ISSTA2024
PolyTracker: Whole-Input Dynamic Information Flow Tracing
Evan Sultanik, Marek Surovic, Henrik Brodin, Kelly Kaoudis, Facundo Tuesca, Carson Harmon, Lisa Overall, Joseph Sweeney, Bradford Larsen
2 citations
Abstract
We present PolyTracker, a whole-program, whole-input dynamic information flow tracing (DIFT) framework. Given an LLVM compatible codebase or a binary that has been lifted to LLVM intermediate representation (IR), PolyTracker compiles it, adding static instrumentation. The instrumented program will run normally with modest performance overhead, but will additionally output a runtime trace artifact in the co-designed TDAG (Tainted Directed Acyclic Graph) format.
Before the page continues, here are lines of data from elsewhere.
use serde::{Deserialize, Serialize};

use crate::analyzer::analyze_content;
use crate::model::{ContentAnalysisInput, QualityTier};

#[derive(Debug, Clone, PartialEq, Serialize, Deserialize)]
#[serde(rename_all = "camelCase")]
pub struct RecommendedStructure {
    pub min_sections: usize,
    pub max_sections: usize,
    pub recommended_sections: Vec<String>,
    pub avg_section_length: usize,
}

#[derive(Debug, Clone, Copy, PartialEq, Eq)]
pub struct LengthLimits {
    pub min_sections: usize,
    pub max_sections: usize,
    pub avg_section_length: usize,
}

const PREMIUM_LIMITS: LengthLimits = LengthLimits {
    min_sections: 3,
    max_sections: 12,
    avg_section_length: 800,
};

const STANDARD_LIMITS: LengthLimits = LengthLimits {
    min_sections: 3,
    max_sections: 8,
    avg_section_length: 500,
};

const BASIC_LIMITS: LengthLimits = LengthLimits {
    min_sections: 2,
    max_sections: 6,
    avg_section_length: 300,
};

const BASE_SECTIONS: &[&str] = &["describe-1", "quotes", "describe-2", "outro"];

const STANDARD_EXTRA_SECTIONS: &[&str] = &["comments-1", "discussion"];

const PREMIUM_EXTRA_SECTIONS: &[&str] = &[
    "image",
    "twitter-quote",
    "comments-1",
    "discussion",
    "comments-2",
];

pub fn limits_for(tier: QualityTier) -> LengthLimits {
    match tier {
        QualityTier::Premium => PREMIUM_LIMITS,
        QualityTier::Standard => STANDARD_LIMITS,
        QualityTier::Basic => BASIC_LIMITS,
    }
}

/// Ordered section menu for a tier; each tier's menu contains the one below it.
pub fn section_menu(tier: QualityTier) -> Vec<&'static str> {
    let extra: &[&str] = match tier {
        QualityTier::Premium => PREMIUM_EXTRA_SECTIONS,
        QualityTier::Standard => STANDARD_EXTRA_SECTIONS,
        QualityTier::Basic => &[],
    };
    BASE_SECTIONS.iter().chain(extra).copied().collect()
}

pub fn structure_for_tier(tier: QualityTier) -> RecommendedStructure {
    let limits = limits_for(tier);
    RecommendedStructure {
        min_sections: limits.min_sections,
        max_sections: limits.max_sections,
        recommended_sections: section_menu(tier).into_iter().map(String::from).collect(),
        avg_section_length: limits.avg_section_length,
    }
}

pub fn get_recommended_structure(input: &ContentAnalysisInput) -> RecommendedStructure {
    structure_for_tier(analyze_content(input).quality_tier)
}
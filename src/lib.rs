//! Content-quality scoring and rewrite pipeline for viral story documents.
//!
//! [`analyze_content`] scores a story on five heuristics and ranks
//! improvement suggestions. [`get_recommended_structure`] turns the resulting
//! tier into section-count advice, [`ContentOptimizer`] applies advisory
//! passes and section reordering, and [`StoryRewriter`] patches low-scoring
//! stories in a bounded loop.

pub mod analyzer;
pub mod emotion;
pub mod error;
pub mod metaphor;
pub mod model;
pub mod optimizer;
pub mod rewriter;
pub mod structure;

pub use analyzer::{
    analyze_content, should_allow_extended_length, tier_for_score, ScoreWeights,
    PREMIUM_THRESHOLD, PUBLISHING_THRESHOLD, WEIGHTS,
};
pub use emotion::{analyze_section, Emotion, EmotionalAnalysis, StoryContext};
pub use error::RewriteError;
pub use metaphor::{extract_metaphor, MetaphorInsight};
pub use model::{
    ContentAnalysisInput, ContentQualityMetrics, ImprovementSuggestion, Priority, QualityTier,
    RecommendedAction, Section, SocialMetrics, Story, StoryContent, SuggestionCategory,
};
pub use optimizer::{ContentOptimizationResult, ContentOptimizer, OptimizerConfig};
pub use rewriter::{
    RewriteCheck, RewriteRequest, RewriteResult, RewriteState, RewriterConfig, StoryRewriter,
    Transform,
};
pub use structure::{get_recommended_structure, RecommendedStructure};
// ---------------------------------------------------------------------------
// Hyperparameters
// ---------------------------------------------------------------------------

/// Blend of the five sub-scores into `overall_quality`. Sums to 1.0.
#[derive(Debug, Clone, Copy, PartialEq)]
pub struct ScoreWeights {
    pub readability: f64,
    pub engagement: f64,
    pub narrative: f64,
    pub originality: f64,
    pub social_proof: f64,
}

pub const WEIGHTS: ScoreWeights = ScoreWeights {
    readability: 0.25,
    engagement: 0.30,
    narrative: 0.20,
    originality: 0.15,
    social_proof: 0.10,
};

pub const PUBLISHING_THRESHOLD: f64 = 0.70;
pub const PREMIUM_THRESHOLD: f64 = 0.85;

struct Hyperparameters {
    suggestion_threshold: f64,
    severe_threshold: f64,
    suggestion_target: f64,
    sentence_words_best: (f64, f64),
    sentence_words_ok: (f64, f64),
    sentence_best_bonus: f64,
    sentence_ok_bonus: f64,
    sentence_fallback_bonus: f64,
    paragraph_chars_best: (f64, f64),
    paragraph_chars_ok: (f64, f64),
    paragraph_best_bonus: f64,
    paragraph_ok_bonus: f64,
    title_words_best: (usize, usize),
    title_words_ok: (usize, usize),
    title_best_bonus: f64,
    title_ok_bonus: f64,
    transition_many_min: usize,
    transition_many_bonus: f64,
    transition_some_bonus: f64,
    emotional_step: f64,
    emotional_cap: f64,
    controversy_step: f64,
    controversy_cap: f64,
    drama_source_bonus: f64,
    drama_category_bonus: f64,
    shareable_chars: (usize, usize),
    shareable_bonus: f64,
    variety_many_min: usize,
    variety_many_bonus: f64,
    variety_some_min: usize,
    variety_some_bonus: f64,
    quotes_bonus: f64,
    comments_bonus: f64,
    discussion_bonus: f64,
    outro_bonus: f64,
    describe_range: (usize, usize),
    describe_bonus: f64,
    originality_base: f64,
    commentary_step: f64,
    commentary_cap: f64,
    perspective_bonus: f64,
    voice_marker_min: usize,
    social_proof_absent: f64,
    views_tiers: [(u64, f64); 3],
    engagement_rate_tiers: [(f64, f64); 3],
    share_ratio_tiers: [(f64, f64); 2],
    comment_rate_tiers: [(f64, f64); 2],
    expand_min_quality: f64,
    expand_max_sections: usize,
    shorten_max_quality: f64,
    shorten_min_chars: usize,
}

static HP: Hyperparameters = Hyperparameters {
    suggestion_threshold: 0.75,
    severe_threshold: 0.5,
    suggestion_target: 0.8,
    sentence_words_best: (15.0, 20.0),
    sentence_words_ok: (10.0, 25.0),
    sentence_best_bonus: 0.3,
    sentence_ok_bonus: 0.2,
    sentence_fallback_bonus: 0.1,
    paragraph_chars_best: (100.0, 300.0),
    paragraph_chars_ok: (50.0, 400.0),
    paragraph_best_bonus: 0.25,
    paragraph_ok_bonus: 0.15,
    title_words_best: (6, 12),
    title_words_ok: (4, 15),
    title_best_bonus: 0.2,
    title_ok_bonus: 0.1,
    transition_many_min: 3,
    transition_many_bonus: 0.25,
    transition_some_bonus: 0.15,
    emotional_step: 0.15,
    emotional_cap: 0.3,
    controversy_step: 0.1,
    controversy_cap: 0.25,
    drama_source_bonus: 0.2,
    drama_category_bonus: 0.15,
    shareable_chars: (1500, 4000),
    shareable_bonus: 0.1,
    variety_many_min: 4,
    variety_many_bonus: 0.3,
    variety_some_min: 3,
    variety_some_bonus: 0.2,
    quotes_bonus: 0.15,
    comments_bonus: 0.15,
    discussion_bonus: 0.1,
    outro_bonus: 0.1,
    describe_range: (2, 4),
    describe_bonus: 0.2,
    originality_base: 0.5,
    commentary_step: 0.1,
    commentary_cap: 0.3,
    perspective_bonus: 0.2,
    voice_marker_min: 3,
    social_proof_absent: 0.3,
    views_tiers: [(5000, 0.3), (1000, 0.2), (500, 0.1)],
    engagement_rate_tiers: [(0.1, 0.3), (0.05, 0.2), (0.02, 0.1)],
    share_ratio_tiers: [(0.05, 0.2), (0.02, 0.1)],
    comment_rate_tiers: [(0.03, 0.2), (0.01, 0.1)],
    expand_min_quality: 0.8,
    expand_max_sections: 6,
    shorten_max_quality: 0.5,
    shorten_min_chars: 2000,
};

// ---------------------------------------------------------------------------
// Keyword tables
// ---------------------------------------------------------------------------

pub(crate) const TRANSITION_WORDS: &[&str] = &[
    "however",
    "meanwhile",
    "furthermore",
    "additionally",
    "consequently",
    "therefore",
    "nevertheless",
    "ultimately",
    "initially",
    "subsequently",
];

const EMOTIONAL_KEYWORDS: &[&str] = &[
    "shocking",
    "unbelievable",
    "hilarious",
    "devastating",
    "outrageous",
    "genius",
    "epic",
    "disaster",
    "perfect",
    "insane",
    "brilliant",
    "discovers",
    "mandatory",
    "literally",
    "artisanal",
    "spends",
];

const CONTROVERSY_KEYWORDS: &[&str] = &[
    "drama",
    "controversy",
    "war",
    "battle",
    "fight",
    "clash",
    "debate",
    "outrage",
    "backlash",
    "scandal",
    "meltdown",
    "chaos",
];

const DRAMA_SOURCES: &[&str] = &["twitter_drama", "reddit"];

const HIGH_ENGAGEMENT_CATEGORIES: &[&str] = &[
    "Food Wars",
    "Relationship Drama",
    "Workplace Drama",
    "Family Drama",
    "Internet Drama",
    "Celebrity Drama",
    "Tech Drama",
];

const COMMENTARY_MARKERS: &[&str] = &[
    "The Terry",
    "notes",
    "observes",
    "analysis",
    "fascinating",
    "properly",
    "brilliant",
    "mental",
    "peak internet",
    "honestly",
    "literally",
    "exactly",
    "perfect",
    "dystopian",
    "absurd",
    "artificial",
    "reveals",
    "phenomenon",
    "suggests",
    "fundamentally",
    "accidentally",
    "metaphor",
    "camaraderie",
];

const PERSPECTIVE_PHRASES: &[&str] = &[
    "what really happened",
    "the real story",
    "here's what actually",
    "the thing is",
    "plot twist",
    "turns out",
    "the bigger picture",
    "reveals something deeper",
    "isn't just",
    "that's not just",
];

const VOICE_MARKERS: &[&str] = &[
    "The Terry",
    "properly",
    "mental",
    "peak internet",
    "dystopian",
    "artificial",
];

// ---------------------------------------------------------------------------
// Compiled patterns
// ---------------------------------------------------------------------------

static SENTENCE_SPLIT_RE: Lazy<Regex> = Lazy::new(|| Regex::new(r"[.!?]+").unwrap());

fn case_insensitive_all(phrases: &[&str]) -> Vec<Regex> {
    phrases
        .iter()
        .map(|p| Regex::new(&format!("(?i){}", regex::escape(p))).unwrap())
        .collect()
}

static COMMENTARY_RES: Lazy<Vec<Regex>> = Lazy::new(|| case_insensitive_all(COMMENTARY_MARKERS));

static VOICE_MARKER_RES: Lazy<Vec<Regex>> = Lazy::new(|| case_insensitive_all(VOICE_MARKERS));

// ---------------------------------------------------------------------------
// Helpers
// ---------------------------------------------------------------------------

fn word_count(text: &str) -> usize {
    text.split_whitespace().count()
}

fn char_count(text: &str) -> usize {
    text.chars().count()
}

fn in_range<T: PartialOrd>(value: T, (lo, hi): (T, T)) -> bool {
    value >= lo && value <= hi
}

fn count_matches(patterns: &[Regex], text: &str) -> usize {
    patterns.iter().map(|re| re.find_iter(text).count()).sum()
}

fn tiered<T: PartialOrd + Copy>(value: T, tiers: &[(T, f64)]) -> f64 {
    tiers
        .iter()
        .find(|(floor, _)| value > *floor)
        .map(|&(_, bonus)| bonus)
        .unwrap_or(0.0)
}

fn ratio(part: u64, whole: u64) -> f64 {
    if whole == 0 {
        0.0
    } else {
        part as f64 / whole as f64
    }
}

// ---------------------------------------------------------------------------
// Sub-scores
// ---------------------------------------------------------------------------

fn assess_readability(content: &str, title: &str) -> f64 {
    let mut score = 0.0;

    let sentences: Vec<&str> = SENTENCE_SPLIT_RE
        .split(content)
        .filter(|s| !s.trim().is_empty())
        .collect();
    if !sentences.is_empty() {
        let total: usize = sentences.iter().map(|s| word_count(s)).sum();
        let avg = total as f64 / sentences.len() as f64;
        score += if in_range(avg, HP.sentence_words_best) {
            HP.sentence_best_bonus
        } else if in_range(avg, HP.sentence_words_ok) {
            HP.sentence_ok_bonus
        } else {
            HP.sentence_fallback_bonus
        };
    }

    let paragraphs: Vec<&str> = content
        .split("\n\n")
        .filter(|p| !p.trim().is_empty())
        .collect();
    if !paragraphs.is_empty() {
        let total: usize = paragraphs.iter().map(|p| char_count(p)).sum();
        let avg = total as f64 / paragraphs.len() as f64;
        if in_range(avg, HP.paragraph_chars_best) {
            score += HP.paragraph_best_bonus;
        } else if in_range(avg, HP.paragraph_chars_ok) {
            score += HP.paragraph_ok_bonus;
        }
    }

    let title_words = word_count(title);
    if in_range(title_words, HP.title_words_best) {
        score += HP.title_best_bonus;
    } else if in_range(title_words, HP.title_words_ok) {
        score += HP.title_ok_bonus;
    }

    let lower = content.to_lowercase();
    let transitions: usize = TRANSITION_WORDS
        .iter()
        .map(|w| lower.matches(w).count())
        .sum();
    if transitions >= HP.transition_many_min {
        score += HP.transition_many_bonus;
    } else if transitions >= 1 {
        score += HP.transition_some_bonus;
    }

    f64::min(score, 1.0)
}

fn assess_engagement_potential(input: &ContentAnalysisInput) -> f64 {
    let mut score = 0.0;
    let title_lower = input.title.to_lowercase();
    let content_lower = input.content.to_lowercase();

    let emotional = EMOTIONAL_KEYWORDS
        .iter()
        .filter(|w| title_lower.contains(*w))
        .count();
    score += f64::min(emotional as f64 * HP.emotional_step, HP.emotional_cap);

    let controversy = CONTROVERSY_KEYWORDS
        .iter()
        .filter(|w| title_lower.contains(*w) || content_lower.contains(*w))
        .count();
    score += f64::min(controversy as f64 * HP.controversy_step, HP.controversy_cap);

    if let Some(source) = input.source.as_deref() {
        if DRAMA_SOURCES.contains(&source) {
            score += HP.drama_source_bonus;
        }
    }

    if let Some(category) = input.category.as_deref() {
        if HIGH_ENGAGEMENT_CATEGORIES.contains(&category) {
            score += HP.drama_category_bonus;
        }
    }

    if in_range(char_count(&input.content), HP.shareable_chars) {
        score += HP.shareable_bonus;
    }

    f64::min(score, 1.0)
}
TDAGs can be post-processed for a variety of analyses, including tracing every input byte through program execution. TDAGs can be generated either by running the program over a corpus of inputs or by employing a randomized input generator such as a fuzzer. PolyTracker traces (TDAGs) are useful not only for very localized, targeted dynamic program analysis as with smaller-scale DIFT: TDAGs are primarily intended for whole-program runtime exploration and bug finding, granular information-flow diffing between program runs, and comparisons of implementations of the same input specification without any need to emulate and instrument the entire running environment. For user-friendliness and reproducibility, the software repository provides a number of examples of PolyTracker-instrumented builds of popular open-source software projects. We also provide an analysis library and REPL written in Python that are designed to assist users with operating over TDAGs.